When it came time to actually write a novel, she knew exactly what she wanted to do. “I set out knowing I wanted to write a traditional village mystery, with its puzzles and quirky characters, but include the suspense of a thriller,” Westermann says. “In order to accomplish this, I decided to tell the story from two points of view: from the perspective of Gary Fenris, a haunted former bodyguard who commits murder and then has to live with the crime, and Kate Rowan, who found the body.”
Since Westermann grew up in Germany, Canada, and the US, it might seem odd that she’s set her novel in England, but there’s a good reason. “I decided to set the story in England, partially as an homage to classic British crime novels, but also so I could make use of the rich architectural history that exists there,” she says. “Kate is a tenant in a rambling Victorian home that has witnessed generations come and go, and now harbors its own secrets.”
Westermann works from an outline, but she finds the plot develops more naturally when she “listens to my characters. I’ve learned that if I’m having trouble with a scene, I’m trying to make a character do something that doesn’t fit their personality. I edit relentlessly and I normally start with a general idea of what I want to have happen in a chapter and then sketch a rough draft, just getting ideas down on paper. Then I refine the writing, going back to add depth and dimension to the scene.”

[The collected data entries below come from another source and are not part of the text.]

// SPDX-License-Identifier: MIT

//! Harmony engine — one base color in, four accent colors out.
//!
//! ```text
//! base Rgb ──► Hsv ──► degeneracy guard ──► working units (°, %, %)
//!                          │                        │
//!                          ▼                        ▼
//!                   corrected base         rule formula per slot
//!                                          (hue via the CMY wheel)
//!                                                   │
//!                                                   ▼
//!                                    clamp policy ──► 4 × Rgb
//! ```
//!
//! The engine holds no state between calls. The previous base HSV needed by
//! the degeneracy guard is passed in and handed back in [`Recalculation`];
//! [`Session`](crate::session::Session) does that bookkeeping for callers
//! that want it.

use accent_color::{Hsv, Rgb, wrap_degrees};

use crate::options::{ClampPolicy, EngineOptions};
use crate::rule::HarmonyRule;
use crate::wheel::{cmy_hue_to_rgb_hue, remap, rgb_hue_to_cmy_hue};

/// Number of accent slots every rule fills.
pub const SLOTS: usize = 4;

/// Result of one [`HarmonyEngine::recalculate`] call.
#[derive(Debug, Clone, Copy, PartialEq)]
pub struct Recalculation {
    /// The base color after the degeneracy guard, as RGB.
    pub base: Rgb,
    /// The base color after the degeneracy guard, as HSV. Feed this back as
    /// `previous` on the next call.
    pub base_hsv: Hsv,
    /// The four accent colors.
    pub colors: [Rgb; SLOTS],
}

/// Per-slot hue (degrees), saturation and value (percent) produced by a rule.
#[derive(Debug, Clone, Copy, PartialEq)]
pub struct Accents {
    pub hue: [f32; SLOTS],
    pub saturation: [f32; SLOTS],
    pub value: [f32; SLOTS],
}

impl Accents {
    /// Every slot equal to the base.
    const fn splat(h: f32, s: f32, v: f32) -> Self {
        Self {
            hue: [h; SLOTS],
            saturation: [s; SLOTS],
            value: [v; SLOTS],
        }
    }

    /// Slot `i` as a `(degrees, percent, percent)` triple.
    #[must_use]
    pub const fn triple(&self, i: usize) -> (f32, f32, f32) {
        (self.hue[i], self.saturation[i], self.value[i])
    }

    /// Slot `i` as normalized HSV.
    #[must_use]
    pub fn hsv(&self, i: usize) -> Hsv {
        Hsv::from_degrees(self.hue[i], self.saturation[i], self.value[i])
    }

    /// All four slots as RGB.
    #[must_use]
    pub fn to_rgb(&self) -> [Rgb; SLOTS] {
        std::array::from_fn(|i| self.hsv(i).to_rgb())
    }
}

/// Stateless palette calculator.
#[derive(Debug, Clone, Copy, PartialEq, Default)]
pub struct HarmonyEngine {
    options: EngineOptions,
}

impl HarmonyEngine {
    #[must_use]
    pub const fn new(options: EngineOptions) -> Self {
        Self { options }
    }

    #[must_use]
    pub const fn options(&self) -> &EngineOptions {
        &self.options
    }

    /// Recompute the palette for `base` under `rule`.
    ///
    /// - `previous`: the base HSV returned by the last call. Used in full
    ///   when `base` is too close to gray or black to carry a hue.
    /// - `current`: the four colors the caller holds now. Returned untouched
    ///   under [`HarmonyRule::Custom`].
    #[must_use]
    pub fn recalculate(
        &self,
        base: Rgb,
        previous: Hsv,
        rule: HarmonyRule,
        current: [Rgb; SLOTS],
    ) -> Recalculation {
        log::trace!("recalculate {rule} from {base:?}");

        let mut base_hsv = base.to_hsv();
        if base_hsv.is_degenerate(self.options.degenerate_threshold) {
            log::debug!("base {base:?} has no usable hue, keeping {previous:?}");
            base_hsv = previous;
        }
        let corrected = base_hsv.to_rgb();

        let colors = self.accents(base_hsv, rule).map_or(current, |a| a.to_rgb());

        Recalculation {
            base: corrected,
            base_hsv,
            colors,
        }
    }

    /// Derive the four slots in working units, with the clamp policy
    /// applied. `None` for [`HarmonyRule::Custom`].
    #[must_use]
    pub fn accents(&self, base: Hsv, rule: HarmonyRule) -> Option<Accents> {
        let (h, s, v) = base.to_degrees();
        let mut accents = derive(wrap_degrees(h), s, v, rule)?;
        if self.options.clamp == ClampPolicy::Clamp {
            clamp_percentages(&mut accents, rule);
        }
        Some(accents)
    }
}

/// Recalculate with default options.
#[must_use]
pub fn recalculate(
    base: Rgb,
    previous: Hsv,
    rule: HarmonyRule,
    current: [Rgb; SLOTS],
) -> Recalculation {
    HarmonyEngine::default().recalculate(base, previous, rule, current)
}

// ---------------------------------------------------------------------------
// Rule formulas
// ---------------------------------------------------------------------------

/// `x + by` below `pivot`, else `x - by`.
fn rise_or_fall(x: f32, pivot: f32, by: f32) -> f32 {
    if x < pivot { x + by } else { x - by }
}

/// `x - by` above `pivot`, else `x + by`.
fn fall_or_rise(x: f32, pivot: f32, by: f32) -> f32 {
    if x > pivot { x - by } else { x + by }
}

/// Gentle +5 with a floor of 10 and a ceiling turn at 95.
fn nudge_up(s: f32) -> f32 {
    if s > 95.0 {
        s - 5.0
    } else if s < 5.0 {
        10.0
    } else {
        s + 5.0
    }
}

/// Gentle -5, except +5 inside [5, 14].
fn nudge_down(s: f32) -> f32 {
    if s > 14.0 || s < 5.0 { s - 5.0 } else { s + 5.0 }
}

/// Hue shifter for one base hue: offsets are measured on the CMY wheel.
struct Shift {
    cmy: f32,
}

impl Shift {
    fn from_rgb_hue(h: f32) -> Self {
        Self { cmy: rgb_hue_to_cmy_hue(h) }
    }

    fn by(&self, offset: f32) -> f32 {
        wrap_degrees(cmy_hue_to_rgb_hue(self.cmy + offset))
    }
}

#[allow(clippy::too_many_lines)]
fn derive(h: f32, s: f32, v: f32, rule: HarmonyRule) -> Option<Accents> {
    let mut a = Accents::splat(h, s, v);
    let shift = Shift::from_rgb_hue(h);

    match rule {
        HarmonyRule::Analogous => {
            a.hue = [shift.by(30.0), shift.by(15.0), shift.by(-15.0), shift.by(-30.0)];
            a.saturation = [nudge_up(s); SLOTS];
            let outer = (v + 5.0).clamp(20.0, 100.0);
            let inner = if v > 90.0 {
                v - 10.0
            } else if v < 10.0 {
                20.0
            } else {
                v + 10.0
            };
            a.value = [outer, inner, inner, outer];
        }
        HarmonyRule::Monochromatic => {
            let s_mid = rise_or_fall(s, 40.0, 30.0);
            a.saturation[1] = s_mid;
            a.saturation[2] = s_mid;
            let v_even = if v > 70.0 { v - 50.0 } else { v + 30.0 };
            a.value[0] = v_even;
            a.value[2] = v_even;
            a.value[1] = if v < 10.0 { 20.0 } else { remap(v, 1.0, 100.0, 20.0, 100.0) };
            a.value[3] = if v < 41.0 { v + 60.0 } else { v - 20.0 };
        }
        HarmonyRule::Triad => {
            a.hue[1] = shift.by(120.0);
            a.hue[2] = shift.by(-120.0);
            a.hue[3] = shift.by(-120.0);
            let s0 = rise_or_fall(s, 91.0, 10.0);
            a.saturation = [s0, fall_or_rise(s, 19.0, 10.0), s0, nudge_up(s)];
            let v_outer = rise_or_fall(v, 50.0, 30.0);
            a.value[0] = v_outer;
            a.value[3] = v_outer;
        }
        HarmonyRule::Complementary => {
            let opposite = shift.by(180.0);
            a.hue[2] = opposite;
            a.hue[3] = opposite;
            a.saturation[0] = if s < 81.0 { s + 10.0 } else { remap(s, 80.0, 100.0, 90.0, 100.0) };
            a.saturation[1] = (s - 10.0).clamp(0.0, 90.0);
            a.saturation[2] = (s + 20.0).clamp(20.0, 100.0);
            // Branches on saturation, not value.
            let v_even = if s < 50.0 { v + 30.0 } else { v - 30.0 };
            a.value[0] = v_even;
            a.value[2] = v_even;
            a.value[1] = (v + 30.0).clamp(30.0, 100.0);
        }
        HarmonyRule::SplitComplementary => {
            let (left, right) = (shift.by(150.0), shift.by(-150.0));
            a.hue = [left, left, right, right];
            a.saturation = [
                fall_or_rise(s, 19.0, 10.0),
                nudge_down(s),
                rise_or_fall(s, 91.0, 10.0),
                nudge_up(s),
            ];
            let v_even = rise_or_fall(v, 50.0, 30.0);
            a.value[0] = v_even;
            a.value[2] = v_even;
        }
        HarmonyRule::DoubleSplitComplementary => {
            a.hue = [shift.by(30.0), shift.by(150.0), shift.by(-150.0), shift.by(-30.0)];
            a.saturation = [
                nudge_down(s),
                fall_or_rise(s, 19.0, 10.0),
                rise_or_fall(s, 91.0, 10.0),
                nudge_up(s),
            ];
        }
        HarmonyRule::Square => {
            a.hue[1] = shift.by(90.0);
            a.hue[2] = shift.by(180.0);
            a.hue[3] = shift.by(-90.0);
            let s_even = rise_or_fall(s, 91.0, 10.0);
            a.saturation = [s_even, fall_or_rise(s, 19.0, 10.0), s_even, nudge_down(s)];
        }
        HarmonyRule::Compound => {
            let near = shift.by(30.0);
            a.hue = [near, near, shift.by(165.0), shift.by(150.0)];
            let s_outer = rise_or_fall(s, 91.0, 10.0);
            a.saturation = [
                s_outer,
                fall_or_rise(s, 50.0, 40.0),
                rise_or_fall(s, 36.0, 25.0),
                s_outer,
            ];
            let v_outer = rise_or_fall(v, 81.0, 20.0);
            let v2 = if v < 16.0 {
                20.0
            } else if v < 65.0 {
                v + 5.0
            } else {
                remap(v, 65.0, 100.0, 69.0, 100.0)
            };
            a.value = [v_outer, fall_or_rise(v, 60.0, 40.0), v2, v_outer];
        }
        HarmonyRule::Shades => {
            a.value[0] = if v < 45.0 { v + 55.0 } else { v - 25.0 };
            a.value[1] = if v < 71.0 { v + 30.0 } else { v - 50.0 };
            a.value[2] = if v < 15.0 {
                20.0
            } else if v < 96.0 {
                v + 5.0
            } else {
                v - 75.0
            };
            a.value[3] = (v - 10.0).clamp(20.0, 90.0);
        }
        HarmonyRule::Custom => return None,
    }

    Some(a)
}

/// Pull every saturation and value back into [0, 100].
///
/// Logged at debug level when it fires: the formulas themselves do not
/// clamp these branches, so any change here departs from the raw numbers.
#[allow(clippy::float_cmp)]
fn clamp_percentages(a: &mut Accents, rule: HarmonyRule) {
    for (i, x) in a.saturation.iter_mut().chain(a.value.iter_mut()).enumerate() {
        let clamped = x.clamp(0.0, 100.0);
        if clamped != *x {
            let (channel, slot) = if i < SLOTS { ('S', i) } else { ('V', i - SLOTS) };
            log::debug!("{rule}: slot {slot} {channel}={x} clamped to {clamped}");
            *x = clamped;
        }
    }
}

// ---------------------------------------------------------------------------
// Tests
// ---------------------------------------------------------------------------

Her writing is influenced by Dorothy L. Sayers, Margery Allingham, and Ngaio Marsh. “They’ve all had an influence on the way I write dialogue,” Westermann notes. “I love the wit and banter that’s found in Golden Age detective fiction.” As far as today’s crop of crime writers, she admires Tana French and Louise Penny.
As part of her writing process, Westermann carefully researched the details of running an independent bookstore. “One bookseller recommended I read Carolyn G. Hart’s Death on Demand series to gain insight into what it’s like to own a bookstore,” she says. “I was thrilled, years later, to receive advance praise from Carolyn.”
When she began AN EXCUSE FOR MURDER, Westermann didn’t have a series in mind. But she now says that “it seems Kate and Gary have a different opinion on the matter. They’ve become partners in crime now, and I’m sure it won’t be long before Kate stumbles upon another mystery.”
While she’s drafting some ideas for a sequel to Kate and Gary’s story, Westermann is currently working on a stand-alone crime novel “that features another strong female protagonist as sleuth, a chocolate shop, and a dark secret in the past.
“For now, I plan to continue writing crime fiction. It’s not the violence of the crime, but the emotion that motivated it that intrigues me; the secrets that are exposed with the appearance of a corpse.”
Vanessa’s book review column entitled “Vanessa’s Picks” was published in the monthly newsletter of a popular Toronto mystery-specialty bookstore from 2012 to 2016. The column was developed into a blog, featuring literary reviews and author interviews.
While living in Germany, she attained an M.A. in English Literature and went on to teach creative writing.
She currently lives in Canada and is working on her next novel, while drinking copious amounts of tea.